** ACTIVITY **
If a line in the records below contains the word "save", copy it out.

Stored data:
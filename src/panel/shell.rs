use futures::{SinkExt, StreamExt};
use futures::channel::mpsc::{channel, Receiver, UnboundedReceiver};
use log::{debug, info};
use tokio::io::{stdin, stdout, AsyncBufReadExt, AsyncWriteExt, BufReader};
use tokio::spawn;
use tokio::sync::watch;
use tokio::task::JoinHandle;
use tokio_util::sync::CancellationToken;

use crate::broker::types::ConnectionStatus;
use crate::error::ShellError;
use crate::fixture::types::ColorChannel;
use crate::notice::Notice;
use crate::panel::types::Intent;

fn parse_id(value: Option<&str>) -> Result<u32, ShellError> {
    let value = value.ok_or(ShellError::MissingArgument { name: "light id" })?;
    Ok(value.parse::<u32>()?)
}

// joins the remaining words, scene names contain spaces
fn rest(words: &[&str], name: &'static str) -> Result<String, ShellError> {
    if words.is_empty() {
        return Err(ShellError::MissingArgument { name });
    }
    Ok(words.join(" "))
}

/// Parses one line of shell input. Empty lines yield `None`.
pub fn parse_command(line: &str) -> Result<Option<Intent>, ShellError> {
    let words: Vec<&str> = line.split_whitespace().collect();
    let Some((command, args)) = words.split_first() else {
        return Ok(None);
    };

    let intent = match command.to_ascii_lowercase().as_str() {
        "scene" => Intent::SelectScene(rest(args, "scene name")?),
        "save" => Intent::SaveFixtures,
        "power" => Intent::ToggleFixturePower(parse_id(args.first().copied())?),
        "switch" => Intent::ToggleFixtureEnabled(parse_id(args.first().copied())?),
        "color" => {
            let id = parse_id(args.first().copied())?;
            let channel_name = args.get(1).ok_or(ShellError::MissingArgument { name: "color channel" })?;
            let channel = channel_name.parse::<ColorChannel>()
                .map_err(|_| ShellError::InvalidChannel { channel: channel_name.to_string() })?;
            // a missing value clears the channel, like emptying the input field
            let value = args.get(2).copied().unwrap_or("").to_string();
            Intent::SetChannel { id, channel, value }
        },
        "preset" => {
            let id = parse_id(args.first().copied())?;
            let preset = rest(args.get(1..).unwrap_or(&[]), "preset name")?;
            Intent::PreviewColor { id, preset }
        },
        "status" => Intent::ShowStatus,
        "fixtures" | "lights" => Intent::ListFixtures,
        "scenes" => Intent::ListScenes,
        "help" | "?" => Intent::Help,
        "quit" | "exit" => Intent::Quit,
        _ => return Err(ShellError::UnknownCommand { command: command.to_string() }),
    };

    Ok(Some(intent))
}

/// Reads commands from stdin until end of input or `quit`.
pub fn shell_task(cancel: CancellationToken, status: watch::Receiver<ConnectionStatus>) -> (Receiver<Intent>, JoinHandle<()>) {
    let (mut tx, rx) = channel::<Intent>(8);

    let handle = spawn(async move {
        let mut lines = BufReader::new(stdin()).lines();
        let mut out = stdout();

        'mainloop: loop {
            let prompt = format!("lightpanel ({})> ", *status.borrow());
            if out.write_all(prompt.as_bytes()).await.is_err() || out.flush().await.is_err() {
                debug!("stdout is gone");
            }

            let line = tokio::select! {
                _ = cancel.cancelled() => {
                    break 'mainloop;
                },
                line = lines.next_line() => line,
            };

            let line = match line {
                Ok(Some(line)) => line,
                Ok(None) => {
                    info!("End of input");
                    break 'mainloop;
                },
                Err(err) => {
                    info!("Failed to read input: {}", err);
                    break 'mainloop;
                },
            };

            match parse_command(&line) {
                Ok(None) => {},
                Ok(Some(intent)) => {
                    let quit = intent == Intent::Quit;
                    if tx.send(intent).await.is_err() || quit {
                        break 'mainloop;
                    }
                },
                Err(err) => println!("{}", err),
            }
        }
    });

    (rx, handle)
}

/// Prints notices as they arrive.
pub fn notice_printer_task(mut notices: UnboundedReceiver<Notice>) -> JoinHandle<()> {
    spawn(async move {
        while let Some(notice) = notices.next().await {
            println!("{}", notice);
        }
    })
}

#[cfg(test)]
mod tests {
    use super::*;

    #[test]
    fn test_parse_commands() {
        assert_eq!(parse_command("scene Warm White"), Ok(Some(Intent::SelectScene("Warm White".to_string()))));
        assert_eq!(parse_command("  save "), Ok(Some(Intent::SaveFixtures)));
        assert_eq!(parse_command("power 3"), Ok(Some(Intent::ToggleFixturePower(3))));
        assert_eq!(parse_command("SWITCH 2"), Ok(Some(Intent::ToggleFixtureEnabled(2))));
        assert_eq!(parse_command("preset 1 Warm"), Ok(Some(Intent::PreviewColor { id: 1, preset: "Warm".to_string() })));
        assert_eq!(parse_command("quit"), Ok(Some(Intent::Quit)));
        assert_eq!(parse_command(""), Ok(None));
    }

    #[test]
    fn test_parse_color() {
        assert_eq!(
            parse_command("color 4 w 200"),
            Ok(Some(Intent::SetChannel { id: 4, channel: ColorChannel::White, value: "200".to_string() })),
        );
        assert_eq!(
            parse_command("color 4 red"),
            Ok(Some(Intent::SetChannel { id: 4, channel: ColorChannel::Red, value: String::new() })),
        );
        assert_eq!(
            parse_command("color 4 pink 1"),
            Err(ShellError::InvalidChannel { channel: "pink".to_string() }),
        );
    }

    #[test]
    fn test_parse_errors() {
        assert_eq!(parse_command("scene"), Err(ShellError::MissingArgument { name: "scene name" }));
        assert_eq!(parse_command("switch"), Err(ShellError::MissingArgument { name: "light id" }));
        assert!(matches!(parse_command("power one"), Err(ShellError::InvalidFixtureId { .. })));
        assert_eq!(parse_command("dance"), Err(ShellError::UnknownCommand { command: "dance".to_string() }));
    }
}
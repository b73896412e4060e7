use std::sync::{Arc, Mutex, MutexGuard};
use std::time::Duration;
use futures::channel::mpsc::{UnboundedReceiver, UnboundedSender};

use crate::broker::coordinator::Coordinator;
use crate::broker::transport::Transport;
use crate::broker::types::{ConnectOptions, ConnectionStatus, Endpoint, Scheme, TransportEvent};
use crate::error::TransportError;
use crate::notice::{Notice, Notifier};

#[derive(Default)]
pub struct TransportLog {
    pub opened: usize,
    pub closed: usize,
    pub published: Vec<(String, Vec<u8>)>,
    pub events: Option<UnboundedSender<TransportEvent>>,
}

/// In-memory transport that records what the coordinator does with it.
#[derive(Clone, Default)]
pub struct FakeTransport {
    log: Arc<Mutex<TransportLog>>,
    auto_connect: bool,
    fail_open: bool,
}

impl FakeTransport {
    pub fn new() -> Self {
        FakeTransport::default()
    }

    /// Emits a connect event as soon as the session is opened.
    pub fn auto_connecting() -> Self {
        FakeTransport { auto_connect: true, ..FakeTransport::default() }
    }

    pub fn failing() -> Self {
        FakeTransport { fail_open: true, ..FakeTransport::default() }
    }

    fn log(&self) -> MutexGuard<'_, TransportLog> {
        self.log.lock().expect("Failed to lock transport log")
    }

    pub fn opened(&self) -> usize {
        self.log().opened
    }

    pub fn closed(&self) -> usize {
        self.log().closed
    }

    pub fn published(&self) -> Vec<(String, String)> {
        self.log().published.iter()
            .map(|(topic, payload)| (topic.clone(), String::from_utf8_lossy(payload).to_string()))
            .collect()
    }

    pub fn emit(&self, event: TransportEvent) {
        let log = self.log();
        let events = log.events.as_ref().expect("Session was never opened");
        events.unbounded_send(event).expect("Failed to emit transport event");
    }
}

impl Transport for FakeTransport {
    fn open(
        &mut self,
        _endpoint: &Endpoint,
        _options: &ConnectOptions,
        events: UnboundedSender<TransportEvent>,
    ) -> Result<(), TransportError> {
        if self.fail_open {
            return Err(TransportError::Closed);
        }

        let mut log = self.log();
        log.opened += 1;
        if self.auto_connect {
            events.unbounded_send(TransportEvent::Connect).expect("Failed to emit transport event");
        }
        log.events = Some(events);
        Ok(())
    }

    fn publish(&mut self, topic: &str, payload: Vec<u8>) -> Result<(), TransportError> {
        let mut log = self.log();
        if log.closed > 0 {
            return Err(TransportError::Closed);
        }
        log.published.push((topic.to_string(), payload));
        Ok(())
    }

    fn close(&mut self) {
        self.log().closed += 1;
    }
}

pub fn test_endpoint() -> Endpoint {
    Endpoint { scheme: Scheme::Ws, host: "localhost".to_string(), port: 8083 }
}

pub fn make_coordinator_with(transport: FakeTransport, notifier: Notifier) -> Coordinator<FakeTransport> {
    Coordinator::new(
        transport,
        test_endpoint(),
        ConnectOptions::new("test_", Duration::from_secs(60), None),
        Duration::from_secs(5),
        notifier,
    )
}

pub fn make_coordinator(transport: FakeTransport) -> (Coordinator<FakeTransport>, UnboundedReceiver<Notice>) {
    let (notifier, notices) = Notifier::channel();
    (make_coordinator_with(transport, notifier), notices)
}

/// Applies queued transport events until the coordinator reports `Connected`.
pub async fn settle<T: Transport>(coordinator: &mut Coordinator<T>) {
    while coordinator.status() != ConnectionStatus::Connected {
        let event = coordinator.next_event().await.expect("Transport event channel closed");
        coordinator.handle_event(event);
    }
}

** TASK RESPONSE **
        "save" => Intent::SaveFixtures,
        assert_eq!(parse_command("  save "), Ok(Some(Intent::SaveFixtures)));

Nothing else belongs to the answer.